J.M.: In some ways… I’m really not saying that… Most people will get better from depression because most people recover from depression spontaneously without anti-depressants… I think it’s really important to say most people recover from depression spontaneously… and giving anti-depressants to people is actually making that less likely, certainly less likely in the long run… I think it’s actually a much more hopeful message that you actually have the resources in yourself to deal with this problem.7
K.G-M.: Joanna Moncrieff, thank you very much indeed.
J.M.: Thank you.
- Nguyen TT, et al. Biological, Psychological, and Social Determinants of Depression: A Review of Recent Literature. Brain Sci. 2021;11(12):1633.
- Cox GR, et al. Psychological therapies versus antidepressant medication, alone and in combination for depression in children and adolescents. Cochrane Database Syst Rev. 2014;2014(11):CD008324.
- Moncrieff J, et al. The serotonin theory of depression: a systematic umbrella review of the evidence. Mol Psychiatry. 2022;27(8):3349-3356.
- Moncrieff J. Antidepressants: misnamed and misrepresented. World Psychiatry. 2015;14(3):347-348.

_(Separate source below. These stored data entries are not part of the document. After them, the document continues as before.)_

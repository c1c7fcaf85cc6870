//! Report items collected by validators and engines.
//!
//! Nothing in this crate stops at the first problem it finds. Validators
//! push [`ReportItem`]s into a [`ReportList`] and the caller decides whether
//! the list aborts the operation, so a user sees every problem at once.
//!
//! Some errors are *forceable*: the detection is the same, but when the
//! caller passes the matching [`ForceFlag`] the item is emitted as a warning
//! instead of an error.

use serde::{Deserialize, Serialize};
use std::collections::{BTreeMap, BTreeSet};
use std::fmt;

/// Override tokens a caller may pass to downgrade forceable errors.
#[derive(Debug, Clone, Copy, PartialEq, Eq, PartialOrd, Ord, Hash, Serialize, Deserialize)]
#[serde(rename_all = "kebab-case")]
pub enum ForceFlag {
    /// Downgrade every forceable error
    Force,
    /// Allow creating a constraint equal to an existing one
    AllowDuplicates,
    /// Allow constraining a resource that lives inside a clone or bundle
    AllowMultiInstance,
}

impl ForceFlag {
    /// Token name as used in configuration and serialized reports.
    pub fn as_str(&self) -> &'static str {
        match self {
            Self::Force => "force",
            Self::AllowDuplicates => "allow-duplicates",
            Self::AllowMultiInstance => "allow-multi-instance",
        }
    }
}

impl fmt::Display for ForceFlag {
    fn fmt(&self, f: &mut fmt::Formatter<'_>) -> fmt::Result {
        f.write_str(self.as_str())
    }
}

/// A set of override tokens.
#[derive(Debug, Clone, Default, PartialEq, Eq, Serialize, Deserialize)]
#[serde(transparent)]
pub struct ForceFlags(BTreeSet<ForceFlag>);

impl ForceFlags {
    /// An empty set.
    pub fn new() -> Self {
        Self::default()
    }

    /// Add a flag, builder style.
    pub fn with(mut self, flag: ForceFlag) -> Self {
        self.0.insert(flag);
        self
    }

    /// Add a flag.
    pub fn insert(&mut self, flag: ForceFlag) {
        self.0.insert(flag);
    }

    /// Check for an exact flag.
    pub fn contains(&self, flag: ForceFlag) -> bool {
        self.0.contains(&flag)
    }

    /// Whether a problem guarded by `flag` is overridden, either by that
    /// flag or by the generic [`ForceFlag::Force`].
    pub fn allows(&self, flag: ForceFlag) -> bool {
        self.contains(ForceFlag::Force) || self.contains(flag)
    }

    /// Check whether no flag is set.
    pub fn is_empty(&self) -> bool {
        self.0.is_empty()
    }
}

impl FromIterator<ForceFlag> for ForceFlags {
    fn from_iter<T: IntoIterator<Item = ForceFlag>>(iter: T) -> Self {
        Self(iter.into_iter().collect())
    }
}

/// Severity of a report item.
#[derive(Debug, Clone, Copy, PartialEq, Eq, PartialOrd, Ord, Hash, Serialize, Deserialize)]
#[serde(rename_all = "lowercase")]
pub enum Severity {
    /// The operation must not proceed
    Error,
    /// The operation may proceed, the user should know
    Warning,
    /// Informational
    Info,
    /// Diagnostic detail
    Debug,
}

- Moncrieff J, et al. Active placebos versus antidepressants for depression. Cochrane Database Syst Rev. 2004;(1):CD003012.
- Moncrieff J, et al. Evidence on antidepressant withdrawal: an appraisal and reanalysis of a recent systematic review. Psychol Med. 2025.
- Whiteford HA, et al. Estimating remission from untreated major depression: a systematic review and meta-analysis. J Affect Disord. 2013;148(1):18-27.